ParentPay use of cookies on external website
ParentPay do not use any of our own permanent cookies on the ParentPay.com external website pages. We do not collect any personally identifiable information and we do not use any analytical cookies to track your behaviour.
We do use temporary session cookies while users are logged in to their secure account and these cookies will also be used if you visit any external webpage with the ‘Login’ boxes on them. For more information on temporary session cookies read the information in the section below.
We also use Google Analytics to provide information such as the number of visitors to our site, the length of time on the site, which pages are visited and where visitors come from (town and referring website).
More information is available below on the cookies used by Google Analytics. If you do not wish these first party cookies to be installed on your computer then you should set your privacy and browser settings appropriately.
ParentPay use of temporary session cookies when logged in to a secure account
ParentPay use temporary cookies in order to maintain your secure session while you are logged in to your ParentPay account. We only use the cookie for the session (while you are logged in) and do not store them on your computer permanently. We do not collect any personally identifiable information and we do not use any analytical cookies to track your behaviour.
These cookies fall outside the scope of the ePrivacy Directive.
Google Analytics and the ePrivacy Directive
It is unclear at this time whether the ICO considers Google Analytics cookies to be within scope for the new directive and what action is required by Google or website owners.
Certainly guidance and advice from the Government Digital Service to central government departments has taken the stance that the use of analytical cookies is ‘minimally intrusive’ and ‘essential’.
ParentPay will continue to monitor the situation and adapt its site where necessary.
Globally and in the European Union member states Google sets the following cookies
The following further information is recreated courtesy of Cookielaw.org
__utma Cookie A persistent cookie – remains on a computer, unless it expires or the cookie cache is cleared. It tracks visitors. Metrics associated with the Google __utma cookie include: first visit (unique visit), last visit (returning visit). This also includes Days and Visits to purchase calculations which afford ecommerce websites with data intelligence around purchasing sales funnels.
__utmb Cookie & __utmc Cookies These cookies work in tandem to calculate visit length. Google __utmb cookie demarks the exact arrival time, then Google __utmc registers the precise exit time of the user.
Because __utmb counts entrance visits, it is a session cookie, and expires at the end of the session, e.g. when the user leaves the page. A timestamp of 30 minutes must pass before Google cookie __utmc expires. Given__utmc cannot tell if a browser or website session ends. Therefore, if no new page view is recorded in 30 minutes the cookie is expired.
This is a standard ‘grace period’ in web analytics. Ominture and WebTrends among many others follow the same procedure.
__utmz Cookie Cookie __utmz monitors the HTTP Referrer and notes where a visitor arrived from, with the referrer siloed into type (Search engine (organic or cpc), direct, social and unaccounted). From the HTTP Referrer the __utmz Cookie also registers, what keyword generated the visit plus geolocation data.

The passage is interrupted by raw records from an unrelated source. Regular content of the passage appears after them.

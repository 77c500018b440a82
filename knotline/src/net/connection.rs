use {
    crate::{
        event_loop::{DataCallback, EofCallback, EventLoop, WriteQueue},
        prelude::*,
    },
    std::{net::SocketAddr, os::unix::io::RawFd},
};

/// An established socket managed by an [`EventLoop`].
///
/// No data callback is registered up front; callers wire one in once their
/// protocol stack is built. The connection speaks the same framed
/// protocols as a pipe, so the full parser/dispatcher suite mounts on top
/// of it unchanged.
pub struct NetworkConnection {
    fd: RawFd,
    peer: Option<SocketAddr>,
    event_loop: EventLoop,
}

impl NetworkConnection {
    pub(crate) fn new(fd: RawFd, peer: Option<SocketAddr>, event_loop: EventLoop) -> Self {
        Self {
            fd,
            peer,
            event_loop,
        }
    }

    pub fn register_data_callback(&self, cb: DataCallback) {
        self.event_loop.register_data_callback(self.fd, cb);
    }

    pub fn register_eof_callback(&self, cb: EofCallback) {
        self.event_loop.register_eof_callback(self.fd, cb);
    }

    pub fn write_queue(&self) -> WriteQueue {
        self.event_loop.get_write_queue(self.fd)
    }

    pub fn peer_addr(&self) -> Option<SocketAddr> {
        self.peer
    }

    pub fn fd(&self) -> RawFd {
        self.fd
    }

    /// Stops watching for EOF and half-closes the socket.
    pub fn shutdown(&self) {
        debug!(fd = self.fd, "shutting down connection");
        self.event_loop.remove_eof_callbacks(self.fd);
        unsafe {
            libc::shutdown(self.fd, libc::SHUT_WR);
        }
    }
}

impl Drop for NetworkConnection {
    fn drop(&mut self) {
        self.event_loop.remove_data_callback(self.fd);
        unsafe {
            libc::close(self.fd);
        }
    }
}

This cookie lasts six months. In tracking terms this Cookie is perhaps the most important as it will tell you about your traffic and help with conversion information such as what source / medium / keyword to attribute for a Goal Conversion.
__utmv Cookie Google __utmv Cookie lasts “forever”. It is a persistant cookie. It is used for segmentation, data experimentation and the __utmv works hand in hand with the __utmz cookie to improve cookie targeting capabilities.
Google Analytics and EU Cookies Law
The following further information is recreated courtesy of Cookielaw.org
Google Analytics and the EU Cookie Law compliance could vary from country to country within the 27 state member areas. The more likely cookie law analytics solution will come via modification of the current Google analytics code, and/or an add-on, special dispensation from the requisite ICO office in that country or a browser solution through Google Chrome for instance. The UK ICO Office has already published information on using cookies. In time, Google might ask site owners to update their privacy policy, browsers may be engineered to include a universal consent or opt out button, similar to Do-Not-Track (DNT). Admittedly anything is possible.